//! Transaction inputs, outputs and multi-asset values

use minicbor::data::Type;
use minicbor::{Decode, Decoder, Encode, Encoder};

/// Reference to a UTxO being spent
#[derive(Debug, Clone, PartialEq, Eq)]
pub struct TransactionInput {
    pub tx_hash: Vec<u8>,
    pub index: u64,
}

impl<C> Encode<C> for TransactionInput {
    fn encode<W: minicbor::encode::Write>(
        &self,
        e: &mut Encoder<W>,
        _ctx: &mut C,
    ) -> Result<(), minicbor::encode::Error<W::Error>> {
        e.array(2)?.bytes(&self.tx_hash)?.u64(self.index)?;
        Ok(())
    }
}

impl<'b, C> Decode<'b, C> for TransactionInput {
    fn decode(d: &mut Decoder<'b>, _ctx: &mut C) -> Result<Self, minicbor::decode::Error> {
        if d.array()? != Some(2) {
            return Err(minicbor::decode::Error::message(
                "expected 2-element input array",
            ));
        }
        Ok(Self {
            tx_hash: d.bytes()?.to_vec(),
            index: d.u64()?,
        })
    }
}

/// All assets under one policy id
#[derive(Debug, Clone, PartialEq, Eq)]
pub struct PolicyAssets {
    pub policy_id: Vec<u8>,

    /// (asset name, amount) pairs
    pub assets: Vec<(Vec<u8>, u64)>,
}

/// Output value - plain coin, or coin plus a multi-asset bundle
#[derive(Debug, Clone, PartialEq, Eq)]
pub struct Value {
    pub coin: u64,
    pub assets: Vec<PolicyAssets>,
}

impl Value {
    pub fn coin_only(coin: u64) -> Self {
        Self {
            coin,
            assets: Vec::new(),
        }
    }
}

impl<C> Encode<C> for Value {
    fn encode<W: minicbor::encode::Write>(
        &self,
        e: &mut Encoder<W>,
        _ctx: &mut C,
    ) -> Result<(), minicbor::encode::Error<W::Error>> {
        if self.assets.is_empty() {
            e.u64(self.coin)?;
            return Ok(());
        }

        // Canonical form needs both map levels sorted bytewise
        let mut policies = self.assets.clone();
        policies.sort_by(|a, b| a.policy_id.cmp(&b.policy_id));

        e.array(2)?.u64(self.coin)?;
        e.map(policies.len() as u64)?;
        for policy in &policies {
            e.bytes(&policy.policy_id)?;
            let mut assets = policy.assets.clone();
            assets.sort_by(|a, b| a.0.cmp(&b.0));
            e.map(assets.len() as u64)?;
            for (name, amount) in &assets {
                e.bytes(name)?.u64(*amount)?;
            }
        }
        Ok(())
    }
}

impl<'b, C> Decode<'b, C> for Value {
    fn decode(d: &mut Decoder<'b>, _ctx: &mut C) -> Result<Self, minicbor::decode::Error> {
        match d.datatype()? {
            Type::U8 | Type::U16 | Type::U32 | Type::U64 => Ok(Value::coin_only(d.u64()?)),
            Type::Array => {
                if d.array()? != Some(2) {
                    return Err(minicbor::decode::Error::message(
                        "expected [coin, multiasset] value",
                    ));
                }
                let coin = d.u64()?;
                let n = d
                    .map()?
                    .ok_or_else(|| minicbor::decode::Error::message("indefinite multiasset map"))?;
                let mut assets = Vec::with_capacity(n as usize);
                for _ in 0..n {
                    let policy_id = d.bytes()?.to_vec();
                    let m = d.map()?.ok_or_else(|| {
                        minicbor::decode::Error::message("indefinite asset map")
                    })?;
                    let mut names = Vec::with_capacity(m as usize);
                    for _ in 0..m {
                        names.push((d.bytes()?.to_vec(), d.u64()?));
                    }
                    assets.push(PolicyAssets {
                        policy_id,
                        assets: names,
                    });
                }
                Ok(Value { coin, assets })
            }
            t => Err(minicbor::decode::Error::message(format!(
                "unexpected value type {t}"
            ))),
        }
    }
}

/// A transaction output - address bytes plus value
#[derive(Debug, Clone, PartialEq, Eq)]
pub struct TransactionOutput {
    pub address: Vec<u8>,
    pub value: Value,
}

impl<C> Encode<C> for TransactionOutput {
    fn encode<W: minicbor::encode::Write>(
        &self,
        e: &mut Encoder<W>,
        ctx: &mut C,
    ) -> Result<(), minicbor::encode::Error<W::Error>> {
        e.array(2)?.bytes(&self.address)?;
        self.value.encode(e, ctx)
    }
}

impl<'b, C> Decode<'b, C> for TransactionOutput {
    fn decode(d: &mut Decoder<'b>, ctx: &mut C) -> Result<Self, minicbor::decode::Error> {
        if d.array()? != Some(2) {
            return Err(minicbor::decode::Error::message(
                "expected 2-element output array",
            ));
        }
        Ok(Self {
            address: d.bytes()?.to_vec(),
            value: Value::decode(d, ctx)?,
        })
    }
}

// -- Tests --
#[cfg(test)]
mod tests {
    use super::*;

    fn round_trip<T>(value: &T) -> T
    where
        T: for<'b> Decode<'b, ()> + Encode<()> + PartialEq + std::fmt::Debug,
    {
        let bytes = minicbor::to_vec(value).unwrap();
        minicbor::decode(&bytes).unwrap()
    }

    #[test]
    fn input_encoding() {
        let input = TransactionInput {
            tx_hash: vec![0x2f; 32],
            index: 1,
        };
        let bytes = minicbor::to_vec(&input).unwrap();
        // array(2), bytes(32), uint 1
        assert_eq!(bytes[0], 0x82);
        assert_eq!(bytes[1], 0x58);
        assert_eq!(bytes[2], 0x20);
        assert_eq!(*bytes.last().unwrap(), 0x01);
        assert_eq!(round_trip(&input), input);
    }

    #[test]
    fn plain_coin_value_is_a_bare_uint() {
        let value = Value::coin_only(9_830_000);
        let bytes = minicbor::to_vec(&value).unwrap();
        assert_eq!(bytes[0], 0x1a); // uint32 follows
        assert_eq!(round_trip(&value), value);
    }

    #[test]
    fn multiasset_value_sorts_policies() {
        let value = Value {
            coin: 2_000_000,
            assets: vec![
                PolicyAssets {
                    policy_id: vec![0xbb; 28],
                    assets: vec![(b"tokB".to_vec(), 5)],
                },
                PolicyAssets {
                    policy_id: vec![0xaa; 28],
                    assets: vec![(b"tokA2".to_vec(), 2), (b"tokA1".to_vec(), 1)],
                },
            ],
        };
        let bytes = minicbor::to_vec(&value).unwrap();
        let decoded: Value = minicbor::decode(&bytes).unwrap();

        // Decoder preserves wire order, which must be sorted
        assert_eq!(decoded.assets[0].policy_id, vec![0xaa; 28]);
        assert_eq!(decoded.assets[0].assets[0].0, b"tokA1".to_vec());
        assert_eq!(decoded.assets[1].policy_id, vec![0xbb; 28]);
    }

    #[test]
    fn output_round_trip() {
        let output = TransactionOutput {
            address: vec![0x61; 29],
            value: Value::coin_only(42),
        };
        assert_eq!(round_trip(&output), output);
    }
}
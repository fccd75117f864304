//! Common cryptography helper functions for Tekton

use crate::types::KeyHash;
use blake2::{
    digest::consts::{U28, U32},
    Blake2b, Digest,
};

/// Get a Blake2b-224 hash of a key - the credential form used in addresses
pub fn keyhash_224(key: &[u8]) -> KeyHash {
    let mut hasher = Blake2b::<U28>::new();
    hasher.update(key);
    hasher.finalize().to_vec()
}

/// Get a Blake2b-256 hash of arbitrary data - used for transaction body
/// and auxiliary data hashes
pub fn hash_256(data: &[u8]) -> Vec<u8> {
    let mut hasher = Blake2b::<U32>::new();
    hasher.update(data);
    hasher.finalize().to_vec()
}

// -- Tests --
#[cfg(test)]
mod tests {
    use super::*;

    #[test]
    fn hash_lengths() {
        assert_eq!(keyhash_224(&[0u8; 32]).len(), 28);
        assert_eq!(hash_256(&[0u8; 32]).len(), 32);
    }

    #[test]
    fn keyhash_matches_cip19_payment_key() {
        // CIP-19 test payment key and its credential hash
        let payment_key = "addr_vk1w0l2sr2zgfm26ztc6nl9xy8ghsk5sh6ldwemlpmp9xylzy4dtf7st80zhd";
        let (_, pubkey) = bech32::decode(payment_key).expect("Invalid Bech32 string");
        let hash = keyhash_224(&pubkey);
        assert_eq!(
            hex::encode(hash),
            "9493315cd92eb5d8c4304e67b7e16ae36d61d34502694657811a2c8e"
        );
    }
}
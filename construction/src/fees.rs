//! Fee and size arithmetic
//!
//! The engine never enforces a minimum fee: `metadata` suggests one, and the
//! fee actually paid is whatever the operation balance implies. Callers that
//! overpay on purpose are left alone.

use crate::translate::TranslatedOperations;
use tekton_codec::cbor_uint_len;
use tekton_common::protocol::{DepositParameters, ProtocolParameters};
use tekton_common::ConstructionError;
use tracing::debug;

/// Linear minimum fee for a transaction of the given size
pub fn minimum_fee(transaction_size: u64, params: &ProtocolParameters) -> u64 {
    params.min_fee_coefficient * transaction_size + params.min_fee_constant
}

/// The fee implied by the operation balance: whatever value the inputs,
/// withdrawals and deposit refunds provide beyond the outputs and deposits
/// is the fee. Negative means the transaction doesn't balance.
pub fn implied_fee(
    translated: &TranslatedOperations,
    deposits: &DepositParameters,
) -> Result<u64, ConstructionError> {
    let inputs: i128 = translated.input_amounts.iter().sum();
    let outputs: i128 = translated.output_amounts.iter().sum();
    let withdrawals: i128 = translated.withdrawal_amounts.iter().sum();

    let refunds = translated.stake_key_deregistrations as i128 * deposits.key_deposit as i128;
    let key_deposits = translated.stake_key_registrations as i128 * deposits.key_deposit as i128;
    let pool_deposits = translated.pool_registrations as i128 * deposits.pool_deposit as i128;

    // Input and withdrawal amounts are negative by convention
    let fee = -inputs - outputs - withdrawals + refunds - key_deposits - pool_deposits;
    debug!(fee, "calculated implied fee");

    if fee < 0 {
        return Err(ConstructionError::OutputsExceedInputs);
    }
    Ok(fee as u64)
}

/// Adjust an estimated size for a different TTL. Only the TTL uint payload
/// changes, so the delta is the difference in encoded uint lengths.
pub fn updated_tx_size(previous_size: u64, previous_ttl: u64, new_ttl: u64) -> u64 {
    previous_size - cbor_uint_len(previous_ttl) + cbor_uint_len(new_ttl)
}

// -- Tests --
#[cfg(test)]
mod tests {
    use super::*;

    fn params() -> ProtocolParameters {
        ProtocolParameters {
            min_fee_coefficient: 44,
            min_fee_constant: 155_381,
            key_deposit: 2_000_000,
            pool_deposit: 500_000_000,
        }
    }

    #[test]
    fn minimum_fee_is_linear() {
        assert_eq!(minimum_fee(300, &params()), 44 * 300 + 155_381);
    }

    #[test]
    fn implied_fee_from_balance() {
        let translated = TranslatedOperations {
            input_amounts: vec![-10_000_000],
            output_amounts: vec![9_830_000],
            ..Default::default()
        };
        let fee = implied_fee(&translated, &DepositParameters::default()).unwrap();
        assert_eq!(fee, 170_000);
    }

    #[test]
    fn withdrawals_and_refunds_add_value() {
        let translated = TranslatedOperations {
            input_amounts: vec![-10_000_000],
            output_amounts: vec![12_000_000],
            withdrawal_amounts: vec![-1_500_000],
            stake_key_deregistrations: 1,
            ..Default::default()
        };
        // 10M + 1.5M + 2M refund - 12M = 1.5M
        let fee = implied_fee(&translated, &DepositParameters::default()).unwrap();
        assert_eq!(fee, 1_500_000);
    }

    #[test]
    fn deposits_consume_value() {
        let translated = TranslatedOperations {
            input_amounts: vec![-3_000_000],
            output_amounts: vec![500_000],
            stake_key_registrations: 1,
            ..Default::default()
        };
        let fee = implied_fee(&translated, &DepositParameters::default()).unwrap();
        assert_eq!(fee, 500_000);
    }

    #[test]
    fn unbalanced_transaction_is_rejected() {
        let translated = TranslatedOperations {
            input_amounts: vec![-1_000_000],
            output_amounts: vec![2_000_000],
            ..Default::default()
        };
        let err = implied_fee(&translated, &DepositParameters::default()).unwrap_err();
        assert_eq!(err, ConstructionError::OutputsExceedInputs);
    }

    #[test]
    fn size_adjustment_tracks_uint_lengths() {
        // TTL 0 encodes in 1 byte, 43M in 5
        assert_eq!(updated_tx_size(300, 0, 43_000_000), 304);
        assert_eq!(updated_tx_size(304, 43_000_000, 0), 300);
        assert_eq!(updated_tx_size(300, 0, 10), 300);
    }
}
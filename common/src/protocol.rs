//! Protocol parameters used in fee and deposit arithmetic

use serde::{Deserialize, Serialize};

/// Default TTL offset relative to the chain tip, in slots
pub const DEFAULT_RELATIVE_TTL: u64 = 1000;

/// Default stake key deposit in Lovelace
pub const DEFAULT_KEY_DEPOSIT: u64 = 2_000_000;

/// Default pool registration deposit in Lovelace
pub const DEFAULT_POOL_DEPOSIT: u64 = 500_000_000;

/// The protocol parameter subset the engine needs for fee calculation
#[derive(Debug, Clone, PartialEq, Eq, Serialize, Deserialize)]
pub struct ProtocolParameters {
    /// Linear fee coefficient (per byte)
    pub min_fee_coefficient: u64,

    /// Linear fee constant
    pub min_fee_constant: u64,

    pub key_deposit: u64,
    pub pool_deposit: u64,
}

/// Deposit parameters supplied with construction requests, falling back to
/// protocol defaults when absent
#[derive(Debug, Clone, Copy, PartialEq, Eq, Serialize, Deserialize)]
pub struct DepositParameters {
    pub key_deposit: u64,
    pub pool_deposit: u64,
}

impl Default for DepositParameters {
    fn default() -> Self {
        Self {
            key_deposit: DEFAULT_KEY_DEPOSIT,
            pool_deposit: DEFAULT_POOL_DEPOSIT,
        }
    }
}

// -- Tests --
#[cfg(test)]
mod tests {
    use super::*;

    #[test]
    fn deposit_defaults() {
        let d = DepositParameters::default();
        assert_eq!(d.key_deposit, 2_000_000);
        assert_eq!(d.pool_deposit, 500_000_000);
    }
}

-*-

▸ **ASSIGNMENT**:
Using the material above, return every line that holds the string "iter".

▸ **WRITTEN SOLUTION**:
    let inputs: i128 = translated.input_amounts.iter().sum();
    let outputs: i128 = translated.output_amounts.iter().sum();
    let withdrawals: i128 = translated.withdrawal_amounts.iter().sum();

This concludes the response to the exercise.